Daily Writing - 12/29 - "A houseplant is dying. Tell it why it needs to live."

Needs
     She bought the sunflower on a good day, the kind that doesn't lend you a moment to yourself to stop and think before you act. She'd spent the day with girls from her brand new dorm--stereotypical freshman moving in delighted, directionless hordes. There was a man who looked to be homeless or on his way to it selling flowers outside the cafeteria. She'd bought one, because she had cash and wanted to look generous and because one of her friends from home loved sunflowers, and it seemed great to have a favorite flower to love, so she'd try sunflowers, too. She carried it around all day, to and from the icebreaker events, activities fairs, class registration, and mandatory substance abuse seminars (that turned out not to be so mandatory). She barely remembered to tote it along from spot to spot, nearly forgetting it several times during the day.
     And it sat on her increasingly cluttered windowsill, barely remembered and nearly forgotten for a month. It was watered rarely and appreciated even less and as the soil became dry and pebbly and faded, the roots started to wither from the bottom up.

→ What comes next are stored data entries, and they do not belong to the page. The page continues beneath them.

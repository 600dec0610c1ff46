use std::{
    io::ErrorKind,
    net::SocketAddr,
    path::{Path, PathBuf},
    time::Duration,
};

use anyhow::Context;
use chrono::{DateTime, FixedOffset, Local, Offset, Utc};
use chrono_tz::Tz;
use lighting_common::{
    classify, LightingEngine, RuntimeConfig, Update, TOPIC_LIGHTING_ALL, TOPIC_OUTDOOR_LIGHT,
};
use rumqttc::{AsyncClient, Event, EventLoop, Incoming, MqttOptions, QoS};
use tokio::{net::TcpListener, sync::mpsc, task::JoinHandle};
use tracing::{debug, info, warn};

use crate::{
    api,
    outbound::{self, PublishQueue},
    serializer::{Inbound, Serializer},
};

const DEFAULT_CONFIG_PATH: &str = "./lighting.json";

pub async fn run() -> anyhow::Result<()> {
    tracing_subscriber::fmt()
        .with_env_filter(tracing_subscriber::EnvFilter::from_default_env())
        .init();

    let path = std::env::var("LIGHTING_CONFIG")
        .map(PathBuf::from)
        .unwrap_or_else(|_| PathBuf::from(DEFAULT_CONFIG_PATH));
    let mut runtime = load_runtime_config(&path).await?;
    apply_env_overrides(&mut runtime, |key| std::env::var(key).ok());
    runtime.sanitize();

    let clock = clock_for(runtime.timezone.as_deref());
    let engine = LightingEngine::new(runtime.lighting.clone());

    let network = &runtime.network;
    let mut mqtt_options = MqttOptions::new(
        network.mqtt_client_id.clone(),
        network.mqtt_host.clone(),
        network.mqtt_port,
    );
    mqtt_options.set_keep_alive(Duration::from_secs(60));
    // Device subscriptions are made on demand; keep them across reconnects.
    mqtt_options.set_clean_session(false);
    if !network.mqtt_user.is_empty() {
        mqtt_options.set_credentials(network.mqtt_user.clone(), network.mqtt_pass.clone());
    }
    info!(
        "connecting to mqtt broker {}:{}",
        network.mqtt_host, network.mqtt_port
    );
    let (mqtt, eventloop) = AsyncClient::new(mqtt_options, 64);

    let (inbound_tx, inbound_rx) = mpsc::channel(runtime.lighting.update_queue_capacity);
    let (queue, outbound_rx) = PublishQueue::channel(runtime.lighting.publish_queue_capacity);

    spawn_mqtt_loop(mqtt.clone(), eventloop, inbound_tx.clone());
    outbound::spawn_transport_loop(mqtt, outbound_rx);
    tokio::spawn(Serializer::new(engine, inbound_rx, queue, clock).run());

    let app = api::router(inbound_tx);
    let addr = SocketAddr::from(([0, 0, 0, 0], network.http_port));
    let listener = TcpListener::bind(addr)
        .await
        .with_context(|| format!("failed to bind status server at {addr}"))?;

    info!("status api listening on http://{addr}");
    axum::serve(listener, app)
        .with_graceful_shutdown(async {
            let _ = tokio::signal::ctrl_c().await;
            info!("shutting down");
        })
        .await?;
    Ok(())
}

async fn load_runtime_config(path: &Path) -> anyhow::Result<RuntimeConfig> {
    match tokio::fs::read(path).await {
        Ok(raw) => serde_json::from_slice::<RuntimeConfig>(&raw)
            .with_context(|| format!("invalid config file {}", path.display())),
        Err(err) if err.kind() == ErrorKind::NotFound => {
            info!("no config at {}, using defaults", path.display());
            Ok(RuntimeConfig::default())
        }
        Err(err) => Err(err)
            .with_context(|| format!("failed to read config file {}", path.display())),
    }
}

/// `MQTTBROKER` (`tcp://host:port`) is read first so the split variables win.
fn apply_env_overrides(runtime: &mut RuntimeConfig, lookup: impl Fn(&str) -> Option<String>) {
    let network = &mut runtime.network;
    if let Some(url) = lookup("MQTTBROKER") {
        match parse_broker_url(&url) {
            Some((host, port)) => {
                network.mqtt_host = host;
                if let Some(port) = port {
                    network.mqtt_port = port;
                }
            }
            None => warn!("ignoring malformed MQTTBROKER {url:?}"),
        }
    }
    if let Some(host) = lookup("MQTT_HOST") {
        network.mqtt_host = host;
    }
    if let Some(port) = env_port(&lookup, "MQTT_PORT") {
        network.mqtt_port = port;
    }
    if let Some(user) = lookup("MQTT_USER") {
        network.mqtt_user = user;
    }
    if let Some(pass) = lookup("MQTT_PASS") {
        network.mqtt_pass = pass;
    }
    if let Some(port) = env_port(&lookup, "LIGHTING_HTTP_PORT") {
        network.http_port = port;
    }
    if let Some(timezone) = lookup("LIGHTING_TIMEZONE") {
        runtime.timezone = Some(timezone);
    }
}

fn env_port(lookup: &impl Fn(&str) -> Option<String>, key: &str) -> Option<u16> {
    lookup(key)?.parse().ok()
}

/// Splits `tcp://host:port` (scheme and port optional) into host and port.
fn parse_broker_url(url: &str) -> Option<(String, Option<u16>)> {
    let rest = match url.split_once("://") {
        Some(("tcp" | "mqtt", rest)) => rest,
        Some(_) => return None,
        None => url,
    };
    let rest = rest.trim_end_matches('/');
    let (host, port) = match rest.rsplit_once(':') {
        Some((host, port)) => (host, Some(port.parse::<u16>().ok()?)),
        None => (rest, None),
    };
    if host.is_empty() {
        return None;
    }
    Some((host.to_string(), port))
}

/// Wall clock in the configured zone, or the host's local zone when unset or unknown.
fn clock_for(timezone: Option<&str>) -> impl Fn() -> DateTime<FixedOffset> + Send + 'static {
    let tz = timezone.and_then(|name| match name.parse::<Tz>() {
        Ok(tz) => {
            info!("using timezone {name}");
            Some(tz)
        }
        Err(_) => {
            warn!("unknown timezone {name}, using local time");
            None
        }
    });
    move || now_in(tz)
}

fn now_in(tz: Option<Tz>) -> DateTime<FixedOffset> {
    match tz {
        Some(tz) => {
            let local = Utc::now().with_timezone(&tz);
            local.with_timezone(&local.offset().fix())
        }
        None => Local::now().fixed_offset(),
    }
}

/// The poll task is the only reader of the client's request channel, so it
/// must never wait on anything that waits on that channel.
fn spawn_mqtt_loop(
    mqtt: AsyncClient,
    mut eventloop: EventLoop,
    inbound: mpsc::Sender<Inbound>,
) {
    let (forward_tx, forward_rx) = mpsc::unbounded_channel();
    spawn_update_forwarder(forward_rx, inbound);

    tokio::spawn(async move {
        loop {
            match eventloop.poll().await {
                Ok(Event::Incoming(Incoming::Publish(message))) => {
                    let Some(update) = decode_publish(&message.topic, &message.payload) else {
                        continue;
                    };
                    if forward_tx.send(update).is_err() {
                        info!("update forwarder gone, mqtt loop stopping");
                        return;
                    }
                }
                Ok(Event::Incoming(Incoming::ConnAck(_))) => {
                    info!("mqtt connected");
                    spawn_base_subscriptions(mqtt.clone());
                }
                Ok(event) => debug!("mqtt event: {event:?}"),
                Err(err) => {
                    warn!("mqtt poll error: {err}");
                    tokio::time::sleep(Duration::from_secs(2)).await;
                }
            }
        }
    });
}

fn decode_publish(topic: &str, payload: &[u8]) -> Option<Update> {
    let Ok(payload) = std::str::from_utf8(payload) else {
        warn!("dropping non utf8 payload on topic {topic}");
        return None;
    };
    classify(topic, payload)
}

/// Moves classified updates into the bounded update queue, absorbing its
/// backpressure off the poll task.
fn spawn_update_forwarder(
    mut updates: mpsc::UnboundedReceiver<Update>,
    inbound: mpsc::Sender<Inbound>,
) -> JoinHandle<()> {
    tokio::spawn(async move {
        while let Some(update) = updates.recv().await {
            if inbound.send(Inbound::Update(update)).await.is_err() {
                info!("update queue closed, forwarder stopping");
                return;
            }
        }
    })
}

fn spawn_base_subscriptions(mqtt: AsyncClient) -> JoinHandle<()> {
    tokio::spawn(async move {
        if let Err(err) = subscribe_topics(&mqtt).await {
            warn!("base subscription failed: {err:#}");
        }
    })
}

async fn subscribe_topics(mqtt: &AsyncClient) -> anyhow::Result<()> {
    for topic in [TOPIC_LIGHTING_ALL, TOPIC_OUTDOOR_LIGHT] {
        mqtt.subscribe(topic, QoS::AtMostOnce)
            .await
            .with_context(|| format!("subscribe to {topic}"))?;
    }
    Ok(())
}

     She didn't notice until her first day in her new dorm. She'd been forced to move out of the bubbling, all girls freshman dorm after a disagreement with her roommate got out of hand, through some fault of her own. The new dorm was uglier, older, removed from campus. Hardly any residents had roommates and most were all upperclassmen who'd already made their friends and found their packs. The doors in the hallway were always closed, no one clustered at the ends to gossip or stress or complain or plot. No one drifted down the halls, peeking in on their friends to comment on their music or ask about their day went. She no longer had a roommate to stay up late talking to about boys or the future or the families they'd come from, the things that had happened to them.
     Her days were less full and her focus fell to monotonous classwork, annoying professors, and late night reruns that reminded her of a childhood that suddenly seemed easy. Everything was new, but not in the lovely way it had been when she first got to campus. It was new in a way she didn't want to notice or admit, and so she didn't pay much attention to anything. Her grades wavered, her weight grew, and her room cluttered.
     She noticed the sunflower dying and found a dirty mug to fill at the water fountain down the hall. She doused the dry, pebbled soil, and flaky white bits rose from it in a cloud and fluttered around at her, like insects, but they were not alive. They fell back into the pot, onto the windowsill, onto the crumb-filled carpet below.
     She was disgusted. What a stupid purchase; it had added hardly anything to her life. She threw it in the bin with the rest of her happy, yellow, freshman memories, and there it remained, barely remembered, nearly forgotten.